Es necesario aclarar los conceptos de acomodación y adaptación. Se entiende por acomodación a la puesta en marcha de mecanismos fisiológicos que intentan restaurar el equilibrio  entre ingesta y necesidad. La acomodación implica siempre un hecho reversible y que se expresa dentro de la amplitud o reserva fisiológica. Un ejemplo de acomodación es la menor excreción de urea que ocurre en los individuos sometidos crónicamente a una restricción de nitrógeno. Por el contrario se entiende por adaptación a la modificación permanente  o no de una  función en respuesta a una restricción  que ha sobrepasado los mecanismos fisiológicos de acomodación. A diferencia del carácter eminentemente fisiológico de los procesos de acomodación, la adaptación tiene una connotación patológica. Por ejemplo, el menor tamaño corporal y consecuentemente, la disminución de necesidades nutricionales de individuos sometidos  a las condiciones marginales de ámbitos  de pobreza urbana no puede considerarse una adaptación  saludable de la especie sino la consecuencia epidemiológica  de fenómenos sociales  complejos como la pobreza, la marginalidad y la mala alimentación  temprana, el mal cuidado del embarazo, infecciones frecuentes o una combinación de todos ellos. Sobre distintos aspectos  de este tema se han referido recurrentemente los últimos tres boletines de CESNI.

Aunque la objetivación de estos fenómenos de acomodación y de adaptación son utilizados muy frecuentemente para la valoración nutricional su significado y su gravedad son muy distintos.

Si se comprende el concepto de la VEN como una medida objetiva de las consecuencias del desbalance entre la ingesta y  necesidad es natural entonces que existan tantos posibles “desbalances” como nutrientes haya: la desadecuación de energía que conduce en casos extremos a la obesidad o a la emaciación, la de hierro que conduce a través de distintos estadios hasta la anemia ferropénica, la de vitamina D al raquitismo, la de retinol a las alteraciones oculares, la de folatos a la anemia megaloblástica, etc.
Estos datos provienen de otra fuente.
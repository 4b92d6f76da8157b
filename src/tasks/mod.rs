//! Background Tasks Module
//!
//! Contains background tasks owned by a cache instance.
//!
//! # Tasks
//! - Expiry Sweeper: Removes idle memory entries at the configured interval

mod sweeper;

pub use sweeper::{spawn_sweeper, Sweeper};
Un segundo aspecto se refiere a la sensibilidad y especificidad de los indicadores nutricionales. Es decir, muy probablemente in individuo con manchas de Bitot en sus conjuntivas tenga una deficiencia de vitamina A. Pero esta manifestación recién se hace evidente en la deficiencia prolongada y severa. Es decir, que es muy especifica, (difícilmente se trate de otra causa, es patognomónica) pero muy poco sensible para identificar las personas con deficiencia leve. Por el contrario, las personas que ingieren en su dieta una cantidad menor que las recomendaciones de retinol y provitamina A seguramente tienen un riesgo mayor de padecer deficiencia pero no todas ellas están deficientes. Es decir que la ingesta dietética es, en este caso, un indicador muy sensible, pero poco especifico. Como regla general la especificidad de los indicadores de estado nutricional es relativamente alta para la mayoría de las manifestaciones tardías de una deficiencia mientras  que cuando se pesquisan las alteraciones tempranas a los primeros cambios  bioquímicas secundarios a los procesos de acomodación o adaptación la especificidad sea mucho menor (es decir que aumenta el riesgo de diagnosticar un falso positivo) pero la sensibilidad sea más alta.